* YOUR GOAL
Set down each entry exactly as it stands, without altering a single character.

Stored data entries
┄┄┄┄┄┄┄┄┄┄

use std::fmt;
use std::time::Instant;

use serde::Serialize;
use tracing::{debug, warn};

use crate::domain::analysis::AnalysisError;

/// Stage of one analysis run
#[derive(Debug, Clone, Copy, PartialEq, Eq, Serialize)]
#[serde(rename_all = "snake_case")]
pub enum PipelineStage {
    Received,
    Normalized,
    Embedded,
    Ranked,
    Analyzed,
    Completed,
    Failed,
}

impl PipelineStage {
    pub fn as_str(&self) -> &'static str {
        match self {
            Self::Received => "received",
            Self::Normalized => "normalized",
            Self::Embedded => "embedded",
            Self::Ranked => "ranked",
            Self::Analyzed => "analyzed",
            Self::Completed => "completed",
            Self::Failed => "failed",
        }
    }

    /// The only forward successor of this stage
    pub fn next(&self) -> Option<Self> {
        match self {
            Self::Received => Some(Self::Normalized),
            Self::Normalized => Some(Self::Embedded),
            Self::Embedded => Some(Self::Ranked),
            Self::Ranked => Some(Self::Analyzed),
            Self::Analyzed => Some(Self::Completed),
            Self::Completed | Self::Failed => None,
        }
    }

    pub fn is_terminal(&self) -> bool {
        matches!(self, Self::Completed | Self::Failed)
    }
}

impl fmt::Display for PipelineStage {
    fn fmt(&self, f: &mut fmt::Formatter<'_>) -> fmt::Result {
        f.write_str(self.as_str())
    }
}

/// Tracks and validates stage transitions for one run
#[derive(Debug)]
pub struct PipelineTracker {
    stage: PipelineStage,
    started: Instant,
}

impl Default for PipelineTracker {
    fn default() -> Self {
        Self::new()
    }
}

impl PipelineTracker {
    pub fn new() -> Self {
        Self {
            stage: PipelineStage::Received,
            started: Instant::now(),
        }
    }

    pub fn stage(&self) -> PipelineStage {
        self.stage
    }

    /// Move to `next`, which must be the direct successor of the current stage
    pub fn advance(&mut self, next: PipelineStage) -> Result<(), AnalysisError> {
        if self.stage.next() != Some(next) {
            return Err(AnalysisError::internal(format!(
                "Invalid pipeline transition from {} to {}",
                self.stage, next
            )));
        }

        debug!(
            from = %self.stage,
            to = %next,
            elapsed_ms = self.started.elapsed().as_millis() as u64,
            "Pipeline stage transition"
        );
        self.stage = next;
        Ok(())
    }

    /// Mark the run as failed. No-op once terminal.
    pub fn fail(&mut self, error: &AnalysisError) {
        if self.stage.is_terminal() {
            return;
        }

        warn!(
            stage = %self.stage,
            code = error.code(),
            error = %error,
            "Pipeline failed"
        );
        self.stage = PipelineStage::Failed;
    }
}
//! `x-request-id` generation

use axum::http::{HeaderValue, Request};
use tower_http::request_id::{MakeRequestId, RequestId};
use uuid::Uuid;

pub const REQUEST_ID_HEADER: &str = "x-request-id";

/// Assigns a UUID v4 to requests that arrive without an id
#[derive(Debug, Clone, Copy, Default)]
pub struct UuidRequestId;

impl MakeRequestId for UuidRequestId {
    fn make_request_id<B>(&mut self, _request: &Request<B>) -> Option<RequestId> {
        HeaderValue::from_str(&Uuid::new_v4().to_string())
            .ok()
            .map(RequestId::new)
    }
}

#[cfg(test)]
mod tests {
    use super::*;

    #[test]
    fn test_generates_uuid() {
        let request = Request::new(());

        let id = UuidRequestId.make_request_id(&request).unwrap();

        let value = id.header_value().to_str().unwrap();
        assert!(Uuid::parse_str(value).is_ok());
    }
}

┄┄┄┄┄┄┄┄┄┄

* ANSWER TO THIS EXERCISE
use std::fmt;
use std::time::Instant;

use serde::Serialize;
use tracing::{debug, warn};

use crate::domain::analysis::AnalysisError;

/// Stage of one analysis run
#[derive(Debug, Clone, Copy, PartialEq, Eq, Serialize)]
#[serde(rename_all = "snake_case")]
pub enum PipelineStage {
    Received,
    Normalized,
    Embedded,
    Ranked,
    Analyzed,
    Completed,
    Failed,
}

impl PipelineStage {
    pub fn as_str(&self) -> &'static str {
        match self {
            Self::Received => "received",
            Self::Normalized => "normalized",
            Self::Embedded => "embedded",
            Self::Ranked => "ranked",
            Self::Analyzed => "analyzed",
            Self::Completed => "completed",
            Self::Failed => "failed",
        }
    }

    /// The only forward successor of this stage
    pub fn next(&self) -> Option<Self> {
        match self {
            Self::Received => Some(Self::Normalized),
            Self::Normalized => Some(Self::Embedded),
            Self::Embedded => Some(Self::Ranked),
            Self::Ranked => Some(Self::Analyzed),
            Self::Analyzed => Some(Self::Completed),
            Self::Completed | Self::Failed => None,
        }
    }

    pub fn is_terminal(&self) -> bool {
        matches!(self, Self::Completed | Self::Failed)
    }
}

impl fmt::Display for PipelineStage {
    fn fmt(&self, f: &mut fmt::Formatter<'_>) -> fmt::Result {
        f.write_str(self.as_str())
    }
}

/// Tracks and validates stage transitions for one run
#[derive(Debug)]
pub struct PipelineTracker {
    stage: PipelineStage,
    started: Instant,
}

impl Default for PipelineTracker {
    fn default() -> Self {
        Self::new()
    }
}

impl PipelineTracker {
    pub fn new() -> Self {
        Self {
            stage: PipelineStage::Received,
            started: Instant::now(),
        }
    }

    pub fn stage(&self) -> PipelineStage {
        self.stage
    }

    /// Move to `next`, which must be the direct successor of the current stage
    pub fn advance(&mut self, next: PipelineStage) -> Result<(), AnalysisError> {
        if self.stage.next() != Some(next) {
            return Err(AnalysisError::internal(format!(
                "Invalid pipeline transition from {} to {}",
                self.stage, next
            )));
        }

        debug!(
            from = %self.stage,
            to = %next,
            elapsed_ms = self.started.elapsed().as_millis() as u64,
            "Pipeline stage transition"
        );
        self.stage = next;
        Ok(())
    }

    /// Mark the run as failed. No-op once terminal.
    pub fn fail(&mut self, error: &AnalysisError) {
        if self.stage.is_terminal() {
            return;
        }

        warn!(
            stage = %self.stage,
            code = error.code(),
            error = %error,
            "Pipeline failed"
        );
        self.stage = PipelineStage::Failed;
    }
}
//! `x-request-id` generation

use axum::http::{HeaderValue, Request};
use tower_http::request_id::{MakeRequestId, RequestId};
use uuid::Uuid;

pub const REQUEST_ID_HEADER: &str = "x-request-id";

/// Assigns a UUID v4 to requests that arrive without an id
#[derive(Debug, Clone, Copy, Default)]
pub struct UuidRequestId;

impl MakeRequestId for UuidRequestId {
    fn make_request_id<B>(&mut self, _request: &Request<B>) -> Option<RequestId> {
        HeaderValue::from_str(&Uuid::new_v4().to_string())
            .ok()
            .map(RequestId::new)
    }
}

#[cfg(test)]
mod tests {
    use super::*;

    #[test]
    fn test_generates_uuid() {
        let request = Request::new(());

        let id = UuidRequestId.make_request_id(&request).unwrap();

        let value = id.header_value().to_str().unwrap();
        assert!(Uuid::parse_str(value).is_ok());
    }
}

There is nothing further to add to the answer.